Task item: Transcribe all the records with complete accuracy.
Supplied information Start Marker
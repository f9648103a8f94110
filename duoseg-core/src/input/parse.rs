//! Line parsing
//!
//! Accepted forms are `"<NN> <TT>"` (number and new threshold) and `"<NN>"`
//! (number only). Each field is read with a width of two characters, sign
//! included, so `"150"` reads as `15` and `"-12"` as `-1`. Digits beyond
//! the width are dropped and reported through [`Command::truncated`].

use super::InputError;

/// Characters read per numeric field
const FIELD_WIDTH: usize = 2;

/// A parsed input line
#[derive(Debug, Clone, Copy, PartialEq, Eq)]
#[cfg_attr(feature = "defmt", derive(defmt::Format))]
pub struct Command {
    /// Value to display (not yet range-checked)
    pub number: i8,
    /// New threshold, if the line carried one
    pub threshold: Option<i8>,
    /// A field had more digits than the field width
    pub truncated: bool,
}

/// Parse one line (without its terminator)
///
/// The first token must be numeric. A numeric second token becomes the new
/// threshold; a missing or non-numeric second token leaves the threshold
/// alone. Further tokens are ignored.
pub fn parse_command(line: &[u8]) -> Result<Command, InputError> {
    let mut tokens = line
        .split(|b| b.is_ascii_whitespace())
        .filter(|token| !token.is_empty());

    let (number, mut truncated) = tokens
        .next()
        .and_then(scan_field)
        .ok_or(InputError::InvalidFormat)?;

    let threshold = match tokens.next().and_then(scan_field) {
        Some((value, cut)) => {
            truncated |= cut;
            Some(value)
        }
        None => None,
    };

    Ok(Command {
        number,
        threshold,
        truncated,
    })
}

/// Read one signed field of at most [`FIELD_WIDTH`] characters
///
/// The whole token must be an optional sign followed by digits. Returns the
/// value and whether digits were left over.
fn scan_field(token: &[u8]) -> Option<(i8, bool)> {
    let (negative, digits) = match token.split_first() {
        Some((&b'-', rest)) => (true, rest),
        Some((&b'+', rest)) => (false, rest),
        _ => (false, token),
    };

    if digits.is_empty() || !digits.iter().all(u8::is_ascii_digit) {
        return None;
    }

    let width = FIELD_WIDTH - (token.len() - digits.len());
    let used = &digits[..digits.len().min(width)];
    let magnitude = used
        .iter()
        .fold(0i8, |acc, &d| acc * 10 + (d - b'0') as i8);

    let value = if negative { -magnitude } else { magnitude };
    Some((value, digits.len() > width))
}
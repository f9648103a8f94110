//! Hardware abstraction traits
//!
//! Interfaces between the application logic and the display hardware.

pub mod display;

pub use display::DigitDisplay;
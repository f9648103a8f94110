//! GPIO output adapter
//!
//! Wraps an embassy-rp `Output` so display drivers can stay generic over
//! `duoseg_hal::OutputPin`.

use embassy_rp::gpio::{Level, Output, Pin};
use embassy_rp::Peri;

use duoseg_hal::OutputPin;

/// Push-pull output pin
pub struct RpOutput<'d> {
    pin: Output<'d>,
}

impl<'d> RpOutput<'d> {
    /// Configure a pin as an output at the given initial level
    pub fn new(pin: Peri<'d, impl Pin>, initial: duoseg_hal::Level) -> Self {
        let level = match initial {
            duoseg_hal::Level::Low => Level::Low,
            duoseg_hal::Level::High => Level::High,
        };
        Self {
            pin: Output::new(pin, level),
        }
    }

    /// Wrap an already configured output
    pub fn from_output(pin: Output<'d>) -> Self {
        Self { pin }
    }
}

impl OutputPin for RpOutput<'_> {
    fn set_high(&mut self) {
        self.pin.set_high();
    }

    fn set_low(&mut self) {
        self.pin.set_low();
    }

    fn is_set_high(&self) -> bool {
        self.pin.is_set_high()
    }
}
Supplied information End Marker
Task answer:
repository f9648103a8f94110
filename duoseg-core/src/input/parse.rs
//! Line parsing
//!
//! Accepted forms are `"<NN> <TT>"` (number and new threshold) and `"<NN>"`
//! (number only). Each field is read with a width of two characters, sign
//! included, so `"150"` reads as `15` and `"-12"` as `-1`. Digits beyond
//! the width are dropped and reported through [`Command::truncated`].

use super::InputError;

/// Characters read per numeric field
const FIELD_WIDTH: usize = 2;

/// A parsed input line
#[derive(Debug, Clone, Copy, PartialEq, Eq)]
#[cfg_attr(feature = "defmt", derive(defmt::Format))]
pub struct Command {
    /// Value to display (not yet range-checked)
    pub number: i8,
    /// New threshold, if the line carried one
    pub threshold: Option<i8>,
    /// A field had more digits than the field width
    pub truncated: bool,
}

/// Parse one line (without its terminator)
///
/// The first token must be numeric. A numeric second token becomes the new
/// threshold; a missing or non-numeric second token leaves the threshold
/// alone. Further tokens are ignored.
pub fn parse_command(line: &[u8]) -> Result<Command, InputError> {
    let mut tokens = line
        .split(|b| b.is_ascii_whitespace())
        .filter(|token| !token.is_empty());

    let (number, mut truncated) = tokens
        .next()
        .and_then(scan_field)
        .ok_or(InputError::InvalidFormat)?;

    let threshold = match tokens.next().and_then(scan_field) {
        Some((value, cut)) => {
            truncated |= cut;
            Some(value)
        }
        None => None,
    };

    Ok(Command {
        number,
        threshold,
        truncated,
    })
}

/// Read one signed field of at most [`FIELD_WIDTH`] characters
///
/// The whole token must be an optional sign followed by digits. Returns the
/// value and whether digits were left over.
fn scan_field(token: &[u8]) -> Option<(i8, bool)> {
    let (negative, digits) = match token.split_first() {
        Some((&b'-', rest)) => (true, rest),
        Some((&b'+', rest)) => (false, rest),
        _ => (false, token),
    };

    if digits.is_empty() || !digits.iter().all(u8::is_ascii_digit) {
        return None;
    }

    let width = FIELD_WIDTH - (token.len() - digits.len());
    let used = &digits[..digits.len().min(width)];
    let magnitude = used
        .iter()
        .fold(0i8, |acc, &d| acc * 10 + (d - b'0') as i8);

    let value = if negative { -magnitude } else { magnitude };
    Some((value, digits.len() > width))
}
repository f9648103a8f94110
//! Hardware abstraction traits
//!
//! Interfaces between the application logic and the display hardware.

pub mod display;

pub use display::DigitDisplay;
repository f9648103a8f94110
//! GPIO output adapter
//!
//! Wraps an embassy-rp `Output` so display drivers can stay generic over
//! `duoseg_hal::OutputPin`.

use embassy_rp::gpio::{Level, Output, Pin};
use embassy_rp::Peri;

use duoseg_hal::OutputPin;

/// Push-pull output pin
pub struct RpOutput<'d> {
    pin: Output<'d>,
}

impl<'d> RpOutput<'d> {
    /// Configure a pin as an output at the given initial level
    pub fn new(pin: Peri<'d, impl Pin>, initial: duoseg_hal::Level) -> Self {
        let level = match initial {
            duoseg_hal::Level::Low => Level::Low,
            duoseg_hal::Level::High => Level::High,
        };
        Self {
            pin: Output::new(pin, level),
        }
    }

    /// Wrap an already configured output
    pub fn from_output(pin: Output<'d>) -> Self {
        Self { pin }
    }
}

impl OutputPin for RpOutput<'_> {
    fn set_high(&mut self) {
        self.pin.set_high();
    }

    fn set_low(&mut self) {
        self.pin.set_low();
    }

    fn is_set_high(&self) -> bool {
        self.pin.is_set_high()
    }
}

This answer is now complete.